[Stored items]

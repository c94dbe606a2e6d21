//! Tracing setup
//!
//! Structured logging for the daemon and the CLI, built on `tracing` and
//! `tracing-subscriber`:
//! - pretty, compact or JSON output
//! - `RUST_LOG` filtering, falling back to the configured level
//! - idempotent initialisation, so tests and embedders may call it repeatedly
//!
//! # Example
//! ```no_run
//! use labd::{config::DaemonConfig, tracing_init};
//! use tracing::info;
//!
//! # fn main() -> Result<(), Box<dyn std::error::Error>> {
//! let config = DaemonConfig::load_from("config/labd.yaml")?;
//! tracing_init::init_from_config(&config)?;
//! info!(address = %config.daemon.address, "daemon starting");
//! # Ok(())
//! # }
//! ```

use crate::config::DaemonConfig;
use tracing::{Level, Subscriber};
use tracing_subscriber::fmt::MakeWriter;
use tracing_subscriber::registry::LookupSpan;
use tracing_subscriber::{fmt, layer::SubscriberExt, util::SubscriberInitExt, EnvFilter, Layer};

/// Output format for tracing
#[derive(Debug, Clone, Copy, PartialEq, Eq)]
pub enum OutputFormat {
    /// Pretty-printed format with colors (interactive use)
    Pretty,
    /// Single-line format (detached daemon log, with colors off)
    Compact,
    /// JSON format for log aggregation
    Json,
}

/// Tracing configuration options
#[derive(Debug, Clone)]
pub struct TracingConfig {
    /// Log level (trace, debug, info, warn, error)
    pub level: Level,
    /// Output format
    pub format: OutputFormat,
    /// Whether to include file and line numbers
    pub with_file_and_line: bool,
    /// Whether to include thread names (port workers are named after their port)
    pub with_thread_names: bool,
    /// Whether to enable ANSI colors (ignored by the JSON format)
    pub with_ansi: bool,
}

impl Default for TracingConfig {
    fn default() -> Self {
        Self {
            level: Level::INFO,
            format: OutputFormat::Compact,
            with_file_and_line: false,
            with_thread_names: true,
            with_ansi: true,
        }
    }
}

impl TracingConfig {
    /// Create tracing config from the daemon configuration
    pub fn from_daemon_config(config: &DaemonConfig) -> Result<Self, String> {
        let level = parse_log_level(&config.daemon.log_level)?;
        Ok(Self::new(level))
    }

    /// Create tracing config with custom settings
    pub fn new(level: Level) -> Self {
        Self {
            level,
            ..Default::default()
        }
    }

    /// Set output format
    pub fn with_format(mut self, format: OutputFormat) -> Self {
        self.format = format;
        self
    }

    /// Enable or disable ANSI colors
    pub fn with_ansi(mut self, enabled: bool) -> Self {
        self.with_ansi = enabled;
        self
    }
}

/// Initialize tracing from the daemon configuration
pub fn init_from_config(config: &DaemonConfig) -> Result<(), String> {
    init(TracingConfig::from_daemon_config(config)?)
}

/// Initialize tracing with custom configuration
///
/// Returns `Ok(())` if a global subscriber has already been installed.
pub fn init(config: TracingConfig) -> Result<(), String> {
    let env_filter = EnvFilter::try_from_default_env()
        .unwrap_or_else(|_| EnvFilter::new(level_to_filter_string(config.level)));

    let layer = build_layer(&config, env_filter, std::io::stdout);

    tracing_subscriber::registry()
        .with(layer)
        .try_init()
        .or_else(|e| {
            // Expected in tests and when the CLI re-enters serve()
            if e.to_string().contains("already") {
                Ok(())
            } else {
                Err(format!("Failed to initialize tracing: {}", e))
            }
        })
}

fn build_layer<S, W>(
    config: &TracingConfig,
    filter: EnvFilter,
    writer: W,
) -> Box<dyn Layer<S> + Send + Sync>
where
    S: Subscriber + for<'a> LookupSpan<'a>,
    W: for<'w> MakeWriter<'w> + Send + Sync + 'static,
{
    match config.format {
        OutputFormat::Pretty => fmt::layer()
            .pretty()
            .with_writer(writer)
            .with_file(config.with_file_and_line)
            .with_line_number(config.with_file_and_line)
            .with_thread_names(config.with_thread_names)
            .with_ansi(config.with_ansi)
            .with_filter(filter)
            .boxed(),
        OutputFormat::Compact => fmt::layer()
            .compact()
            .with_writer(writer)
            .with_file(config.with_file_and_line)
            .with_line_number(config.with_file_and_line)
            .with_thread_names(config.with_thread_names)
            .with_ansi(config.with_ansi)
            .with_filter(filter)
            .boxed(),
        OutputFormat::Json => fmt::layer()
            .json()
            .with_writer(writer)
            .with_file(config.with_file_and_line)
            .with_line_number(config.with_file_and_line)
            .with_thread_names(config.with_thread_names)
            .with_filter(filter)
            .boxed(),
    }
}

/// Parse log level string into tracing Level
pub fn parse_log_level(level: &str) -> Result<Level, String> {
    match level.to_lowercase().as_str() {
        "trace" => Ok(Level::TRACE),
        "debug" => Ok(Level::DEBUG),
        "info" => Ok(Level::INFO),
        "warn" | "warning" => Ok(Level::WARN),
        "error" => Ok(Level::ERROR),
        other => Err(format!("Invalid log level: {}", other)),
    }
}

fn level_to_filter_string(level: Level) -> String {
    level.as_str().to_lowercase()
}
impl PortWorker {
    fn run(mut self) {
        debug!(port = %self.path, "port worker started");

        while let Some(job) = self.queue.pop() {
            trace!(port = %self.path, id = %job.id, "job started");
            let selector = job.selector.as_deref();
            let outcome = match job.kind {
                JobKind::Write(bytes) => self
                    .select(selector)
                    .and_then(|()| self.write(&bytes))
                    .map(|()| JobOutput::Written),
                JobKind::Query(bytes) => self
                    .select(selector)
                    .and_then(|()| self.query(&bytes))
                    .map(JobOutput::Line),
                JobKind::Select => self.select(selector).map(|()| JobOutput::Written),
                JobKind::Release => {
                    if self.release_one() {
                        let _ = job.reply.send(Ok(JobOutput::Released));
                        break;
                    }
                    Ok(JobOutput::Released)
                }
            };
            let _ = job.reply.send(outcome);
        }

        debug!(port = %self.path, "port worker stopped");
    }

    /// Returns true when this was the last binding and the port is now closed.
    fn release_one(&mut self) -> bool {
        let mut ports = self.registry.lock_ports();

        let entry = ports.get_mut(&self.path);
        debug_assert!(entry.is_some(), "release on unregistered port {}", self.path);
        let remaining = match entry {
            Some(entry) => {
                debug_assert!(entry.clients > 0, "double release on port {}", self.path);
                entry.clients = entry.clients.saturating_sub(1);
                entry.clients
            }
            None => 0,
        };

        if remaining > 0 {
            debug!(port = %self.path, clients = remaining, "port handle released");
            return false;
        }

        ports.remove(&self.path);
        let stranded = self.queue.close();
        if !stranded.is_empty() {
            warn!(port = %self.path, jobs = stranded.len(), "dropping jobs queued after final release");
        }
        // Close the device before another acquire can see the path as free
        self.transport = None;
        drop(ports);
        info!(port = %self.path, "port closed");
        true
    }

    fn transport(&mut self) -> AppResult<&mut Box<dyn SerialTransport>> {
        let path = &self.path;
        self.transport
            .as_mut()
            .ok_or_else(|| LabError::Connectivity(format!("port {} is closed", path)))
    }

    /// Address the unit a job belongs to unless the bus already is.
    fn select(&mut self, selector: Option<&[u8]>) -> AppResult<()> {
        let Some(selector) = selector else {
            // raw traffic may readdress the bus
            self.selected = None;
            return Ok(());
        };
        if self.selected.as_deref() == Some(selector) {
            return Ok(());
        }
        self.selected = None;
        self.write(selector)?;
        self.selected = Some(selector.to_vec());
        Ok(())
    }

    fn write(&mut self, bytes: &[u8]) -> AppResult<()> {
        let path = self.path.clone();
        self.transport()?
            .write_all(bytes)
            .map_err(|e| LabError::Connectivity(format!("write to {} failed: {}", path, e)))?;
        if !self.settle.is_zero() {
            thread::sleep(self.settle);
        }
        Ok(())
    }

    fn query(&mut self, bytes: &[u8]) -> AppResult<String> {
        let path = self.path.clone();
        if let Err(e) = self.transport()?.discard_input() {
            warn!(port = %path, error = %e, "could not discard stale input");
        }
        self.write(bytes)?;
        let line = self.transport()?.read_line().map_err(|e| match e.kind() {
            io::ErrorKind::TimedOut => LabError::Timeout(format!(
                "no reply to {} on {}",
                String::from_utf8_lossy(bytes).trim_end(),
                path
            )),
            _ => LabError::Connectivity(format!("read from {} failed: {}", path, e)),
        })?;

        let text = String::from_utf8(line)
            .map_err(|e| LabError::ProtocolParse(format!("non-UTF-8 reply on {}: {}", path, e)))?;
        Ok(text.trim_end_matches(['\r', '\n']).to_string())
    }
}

◆ Description of the task: Throughout the records, the word "JobKind" shows up on certain lines. Report how many lines, with only the number.

◆ Answer below: 4